§ **Task goal**
Your task is to copy every line of the entries that contains "value".
━━━━━ Extracted entries ━━━━━
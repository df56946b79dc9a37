use serde::{Deserialize, Deserializer, Serialize};
use strum::{Display, EnumString};
use time::{Date, OffsetDateTime};

use super::{ProjectId, TaskId};

time::serde::format_description!(iso_date, Date, "[year]-[month]-[day]");

/// Parse a deadline in the persisted `YYYY-MM-DD` form.
pub(crate) fn parse_date(raw: &str) -> Result<Date, time::error::Parse> {
    Date::parse(raw, &time::macros::format_description!("[year]-[month]-[day]"))
}

/// Lifecycle status of a task. Closed set; display text is part of the type.
#[derive(
    Debug, Clone, Copy, PartialEq, Eq, Hash, Default, Serialize, Deserialize, Display, EnumString,
)]
pub enum TaskStatus {
    #[default]
    #[serde(rename = "Not Started")]
    #[strum(serialize = "Not Started")]
    NotStarted,
    #[serde(rename = "In Progress")]
    #[strum(serialize = "In Progress")]
    InProgress,
    #[serde(rename = "On Hold")]
    #[strum(serialize = "On Hold")]
    OnHold,
    Completed,
}

impl TaskStatus {
    /// Fixed ordering used by status sorts: the natural workflow order.
    pub(crate) fn sort_rank(self) -> u8 {
        match self {
            TaskStatus::NotStarted => 0,
            TaskStatus::InProgress => 1,
            TaskStatus::OnHold => 2,
            TaskStatus::Completed => 3,
        }
    }
}

/// A unit of trackable work.
///
/// `actual_hours` is authoritative only while no timer runs for this task;
/// a running timer's live elapsed value supersedes it until the timer stops
/// and writes the accumulated total back.
#[derive(Debug, Clone, PartialEq, Serialize, Deserialize)]
#[serde(rename_all = "camelCase")]
pub struct Task {
    pub id: TaskId,
    pub title: String,
    #[serde(default)]
    pub description: String,
    #[serde(default)]
    pub project_id: Option<ProjectId>,
    #[serde(default)]
    pub estimated_hours: f64,
    #[serde(default)]
    pub actual_hours: f64,
    #[serde(default)]
    pub hourly_rate: Option<f64>,
    #[serde(default, with = "iso_date::option")]
    pub deadline: Option<Date>,
    #[serde(default)]
    pub status: TaskStatus,
    #[serde(with = "time::serde::rfc3339")]
    pub created_at: OffsetDateTime,
    #[serde(with = "time::serde::rfc3339")]
    pub updated_at: OffsetDateTime,
}

impl Task {
    /// Field-by-field overwrite with the fields present in `patch`.
    pub(crate) fn apply(&mut self, patch: &TaskPatch) {
        if let Some(title) = &patch.title {
            self.title = title.clone();
        }
        if let Some(description) = &patch.description {
            self.description = description.clone();
        }
        if let Some(project_id) = &patch.project_id {
            self.project_id = project_id.clone();
        }
        if let Some(estimated_hours) = patch.estimated_hours {
            self.estimated_hours = estimated_hours;
        }
        if let Some(actual_hours) = patch.actual_hours {
            self.actual_hours = actual_hours;
        }
        if let Some(hourly_rate) = patch.hourly_rate {
            self.hourly_rate = hourly_rate;
        }
        if let Some(deadline) = patch.deadline {
            self.deadline = deadline;
        }
        if let Some(status) = patch.status {
            self.status = status;
        }
    }
}

/// Data for creating a task. Missing numerics default to zero, status to
/// [`TaskStatus::NotStarted`].
#[derive(Debug, Clone, Default)]
pub struct NewTask {
    pub title: String,
    pub description: String,
    pub project_id: Option<ProjectId>,
    pub estimated_hours: f64,
    pub hourly_rate: Option<f64>,
    pub deadline: Option<Date>,
    pub status: TaskStatus,
}

impl NewTask {
    pub fn new(title: impl Into<String>) -> Self {
        Self {
            title: title.into(),
            ..Self::default()
        }
    }

    pub fn with_description(mut self, description: impl Into<String>) -> Self {
        self.description = description.into();
        self
    }

    pub fn with_project(mut self, id: impl Into<ProjectId>) -> Self {
        self.project_id = Some(id.into());
        self
    }

    pub fn with_estimated_hours(mut self, hours: f64) -> Self {
        self.estimated_hours = hours;
        self
    }

    pub fn with_hourly_rate(mut self, rate: f64) -> Self {
        self.hourly_rate = Some(rate);
        self
    }

    pub fn with_deadline(mut self, deadline: Date) -> Self {
        self.deadline = Some(deadline);
        self
    }

    pub fn with_status(mut self, status: TaskStatus) -> Self {
        self.status = status;
        self
    }
}

/// Explicit partial update for a task: every field optional, unknown fields
/// rejected at deserialization.
///
/// For nullable fields the outer `Option` is "was the field present", the
/// inner one the value itself, so a JSON `null` clears the field while an
/// absent field leaves it untouched.
#[derive(Debug, Clone, Default, Deserialize)]
#[serde(rename_all = "camelCase", deny_unknown_fields)]
pub struct TaskPatch {
    #[serde(default)]
    pub title: Option<String>,
    #[serde(default)]
    pub description: Option<String>,
    #[serde(default, deserialize_with = "nullable")]
    pub project_id: Option<Option<ProjectId>>,
    #[serde(default)]
    pub estimated_hours: Option<f64>,
    #[serde(default)]
    pub actual_hours: Option<f64>,
    #[serde(default, deserialize_with = "nullable")]
    pub hourly_rate: Option<Option<f64>>,
    #[serde(default, deserialize_with = "nullable_date")]
    pub deadline: Option<Option<Date>>,
    #[serde(default)]
    pub status: Option<TaskStatus>,
}

impl TaskPatch {
    pub fn new() -> Self {
        Self::default()
    }

    pub fn with_title(mut self, title: impl Into<String>) -> Self {
        self.title = Some(title.into());
        self
    }

    pub fn with_description(mut self, description: impl Into<String>) -> Self {
        self.description = Some(description.into());
        self
    }

    pub fn with_project(mut self, id: impl Into<ProjectId>) -> Self {
        self.project_id = Some(Some(id.into()));
        self
    }

    pub fn clear_project(mut self) -> Self {
        self.project_id = Some(None);
        self
    }

    pub fn with_estimated_hours(mut self, hours: f64) -> Self {
        self.estimated_hours = Some(hours);
        self
    }

    pub fn with_actual_hours(mut self, hours: f64) -> Self {
        self.actual_hours = Some(hours);
        self
    }

    pub fn with_hourly_rate(mut self, rate: f64) -> Self {
        self.hourly_rate = Some(Some(rate));
        self
    }

    pub fn with_deadline(mut self, deadline: Date) -> Self {
        self.deadline = Some(Some(deadline));
        self
    }

    pub fn clear_deadline(mut self) -> Self {
        self.deadline = Some(None);
        self
    }

    pub fn with_status(mut self, status: TaskStatus) -> Self {
        self.status = Some(status);
        self
    }
}

/// Present-but-maybe-null deserializer for double-`Option` fields.
pub(crate) fn nullable<'de, D, T>(deserializer: D) -> Result<Option<Option<T>>, D::Error>
where
    D: Deserializer<'de>,
    T: Deserialize<'de>,
{
    Option::<T>::deserialize(deserializer).map(Some)
}

/// Like [`nullable`], for deadlines in the `YYYY-MM-DD` form.
pub(crate) fn nullable_date<'de, D>(deserializer: D) -> Result<Option<Option<Date>>, D::Error>
where
    D: Deserializer<'de>,
{
    match Option::<String>::deserialize(deserializer)? {
        None => Ok(Some(None)),
        Some(raw) => parse_date(&raw)
            .map(|date| Some(Some(date)))
            .map_err(serde::de::Error::custom),
    }
}

#[cfg(test)]
mod tests {
    use super::*;

    #[test]
    fn patch_distinguishes_absent_from_null() {
        let patch: TaskPatch = serde_json::from_str(r#"{"deadline": null}"#).unwrap();
        assert_eq!(patch.deadline, Some(None));
        assert!(patch.title.is_none());

        let patch: TaskPatch = serde_json::from_str(r#"{"deadline": "2025-01-01"}"#).unwrap();
        assert_eq!(
            patch.deadline,
            Some(Some(time::macros::date!(2025 - 01 - 01)))
        );
    }

    #[test]
    fn patch_rejects_unknown_fields() {
        let result = serde_json::from_str::<TaskPatch>(r#"{"favoriteColor": "teal"}"#);
        assert!(result.is_err());
    }

    #[test]
    fn status_round_trips_display_text() {
        assert_eq!(TaskStatus::InProgress.to_string(), "In Progress");
        assert_eq!(
            "On Hold".parse::<TaskStatus>().unwrap(),
            TaskStatus::OnHold
        );
        assert_eq!(
            serde_json::to_string(&TaskStatus::NotStarted).unwrap(),
            r#""Not Started""#
        );
    }
}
━━━━━
§ **Answer area**
/// a running timer's live elapsed value supersedes it until the timer stops
/// inner one the value itself, so a JSON `null` clears the field while an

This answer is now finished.